# Subwoofer placement in odd position?



## Pav26 (May 17, 2013)

Hi all,

First off apologies if this is in the wrong forum, couldn't decide where to put it. Please feel free to move mods if necessary. 

Currently deciding on which room to move into and one of them looks as follows: 










The room is effectively split into "2 parts". The majority of the room is on normal, wooden floor boards. However, there are two protruding beams either side on each wall towards the end, and beyond this point the floor is solid concrete. This got me thinking, being concrete, surely if a sub was to be placed in such a position it would help stop bass being heard/felt in other rooms/disturbing my neighbors (lol). But I'm not sure if the sub would actually sound any good in such an enclosed 'corner', if you will. 

Will probably be using a minidsp/REW to help get a good response but any ideas - does it seem like a bad idea to have the sub in this place or a good one? Any input greatly appreciated - cheers!


----------



## 86eldel68-deactivated (Nov 30, 2010)

The only way to know for certain whether or not that spot will work is to try it out. Anything else is pure speculation.


----------



## Pav26 (May 17, 2013)

eljay said:


> The only way to know for certain whether or not that spot will work is to try it out. Anything else is pure speculation.
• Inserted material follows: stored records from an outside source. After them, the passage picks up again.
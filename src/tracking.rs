//! Dependency tracking between target resources
//!
//! A watcher target records a snapshot of another target's hashes. When the
//! watched target's full hash moves on, the watcher is stale and its owner
//! should re-derive it and then refresh the snapshot.

use crate::controller::ControllerStore;
use crate::error::StorageError;
use crate::model::TargetResource;
use crate::types::Hash;
use chrono::{DateTime, Utc};
use serde::{Deserialize, Serialize};
use tracing::debug;
use uuid::Uuid;

/// A watcher's snapshot of the target it depends on
#[derive(Debug, Clone, PartialEq, Serialize, Deserialize)]
pub struct TrackedResource {
    pub uuid: Uuid,
    pub watcher: Uuid,
    pub target: Uuid,
    pub watcher_kind: String,
    pub target_kind: String,
    /// Target's hash when the snapshot was taken
    pub hash: Hash,
    /// Target's full hash when the snapshot was taken
    pub full_hash: Hash,
    pub created_at: DateTime<Utc>,
    pub updated_at: DateTime<Utc>,
}

impl TrackedResource {
    pub fn new(watcher: &TargetResource, target: &TargetResource) -> Self {
        let now = Utc::now();
        Self {
            uuid: Uuid::new_v4(),
            watcher: watcher.uuid,
            target: target.uuid,
            watcher_kind: watcher.kind.clone(),
            target_kind: target.kind.clone(),
            hash: target.hash.clone(),
            full_hash: target.full_hash.clone(),
            created_at: now,
            updated_at: now,
        }
    }

    /// True when the watched target changed since the snapshot
    pub fn is_stale(&self, target: &TargetResource) -> bool {
        self.full_hash != target.full_hash
    }

    /// Take a fresh snapshot of the target's hashes
    pub fn refresh(&mut self, target: &TargetResource) {
        self.hash = target.hash.clone();
        self.full_hash = target.full_hash.clone();
        self.updated_at = Utc::now();
    }
}

/// A stale tracked resource together with what it is stale against
#[derive(Debug, Clone, PartialEq)]
pub struct OutdatedTracked {
    pub tracked: TrackedResource,
    /// Target's current full hash
    pub current_full_hash: Hash,
    /// Actual resource of the target, if one has been reported
    pub actual: Option<Uuid>,
}

/// Start tracking `target` on behalf of `watcher`
pub fn track(
    store: &dyn ControllerStore,
    watcher: &TargetResource,
    target: &TargetResource,
) -> Result<TrackedResource, StorageError> {
    let tracked = TrackedResource::new(watcher, target);
    store.put_tracked(&tracked)?;
    debug!(watcher = %watcher.uuid, target = %target.uuid, "Tracking target");
    Ok(tracked)
}

/// Refresh a tracked resource against its target's current state
pub fn refresh(store: &dyn ControllerStore, uuid: Uuid) -> Result<TrackedResource, StorageError> {
    let mut tracked = store.get_tracked(uuid)?.ok_or_else(|| StorageError::ItemNotFound {
        kind: "tracked_resource".to_string(),
        uuid,
    })?;
    let target = store
        .get_target(tracked.target)?
        .ok_or_else(|| StorageError::ItemNotFound {
            kind: tracked.target_kind.clone(),
            uuid: tracked.target,
        })?;
    tracked.refresh(&target);
    store.put_tracked(&tracked)?;
    Ok(tracked)
}

/// Every tracked resource whose target moved on since the snapshot
///
/// Snapshots whose target has disappeared are left out; deleting a target
/// removes its tracked resources with it.
pub fn outdated(store: &dyn ControllerStore) -> Result<Vec<OutdatedTracked>, StorageError> {
    let mut result = Vec::new();
    for tracked in store.list_tracked()? {
        let Some(target) = store.get_target(tracked.target)? else {
            continue;
        };
        if !tracked.is_stale(&target) {
            continue;
        }
        let actual = store.get_actual(target.uuid)?.map(|a| a.uuid);
        result.push(OutdatedTracked {
            current_full_hash: target.full_hash,
            actual,
            tracked,
        });
    }
    result.sort_by_key(|o| o.tracked.uuid);
    Ok(result)
}

/// Tracked resources held by a watcher
pub fn dependencies_of(
    store: &dyn ControllerStore,
    watcher: Uuid,
) -> Result<Vec<TrackedResource>, StorageError> {
    Ok(store
        .list_tracked()?
        .into_iter()
        .filter(|t| t.watcher == watcher)
        .collect())
}

/// Tracked resources pointing at a target
pub fn watchers_of(
    store: &dyn ControllerStore,
    target: Uuid,
) -> Result<Vec<TrackedResource>, StorageError> {
    Ok(store
        .list_tracked()?
        .into_iter()
        .filter(|t| t.target == target)
        .collect())
}
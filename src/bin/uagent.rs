//! uagent CLI Binary
//!
//! Command-line interface for the universal agent.

use clap::Parser;
use std::process;
use tracing::{debug, error};
use universal_agent::cli::{map_error, Cli, RunContext};
use universal_agent::logging::{init_logging, LoggingConfig};

fn main() {
    let cli = Cli::parse();

    let context = match RunContext::new(cli.config.clone()) {
        Ok(ctx) => ctx,
        Err(e) => {
            eprintln!("{}", map_error(&e));
            process::exit(1);
        }
    };

    let logging_config = build_logging_config(&cli, context.config().logging.clone());
    if let Err(e) = init_logging(Some(&logging_config)) {
        eprintln!("Failed to initialize logging: {}", e);
        process::exit(1);
    }
    debug!("uagent starting");

    match context.execute(&cli.command) {
        Ok(output) => {
            debug!("Command completed successfully");
            println!("{}", output);
        }
        Err(e) => {
            error!("Command failed: {:#}", e);
            eprintln!("{}", map_error(&e));
            process::exit(1);
        }
    }
}

/// Precedence: CLI flags override config file override defaults.
fn build_logging_config(cli: &Cli, mut config: LoggingConfig) -> LoggingConfig {
    if cli.verbose {
        config.level = "debug".to_string();
    }
    if let Some(ref level) = cli.log_level {
        config.level = level.clone();
    }
    if let Some(ref format) = cli.log_format {
        config.format = format.clone();
    }
    config
}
Thanks - yes, I know. Just wondering if I had missed anything obvious that blatantly said it would or would not work well. I'll try and get a sub there and see how it sounds, will have to move some stuff since the space is currently occupied.


----------



## Wayne A. Pflughaupt (Apr 13, 2006)

I doubt it will make a difference. Here in the U.S. homes with concrete foundations are common - i.e. the _entire _floor, not just a small section of it - but it doesn’t stop the transmission of bass into other rooms of the house. That requires specific physical soundproofing techniques – double-wall or staggered-stud construction, double and triple-layered sheetrock, etc.

Regards, 
Wayne


----------



## Pav26 (May 17, 2013)

Thanks for the input Wayne. I suppose you can imagine how bad it is with _wooden_ floors then - comparatively, I suppose it might yield a slight improvement if you see what I mean? Of course, ultimately nothing is going to stop the transmission of bass when you have even something like a single 15.


----------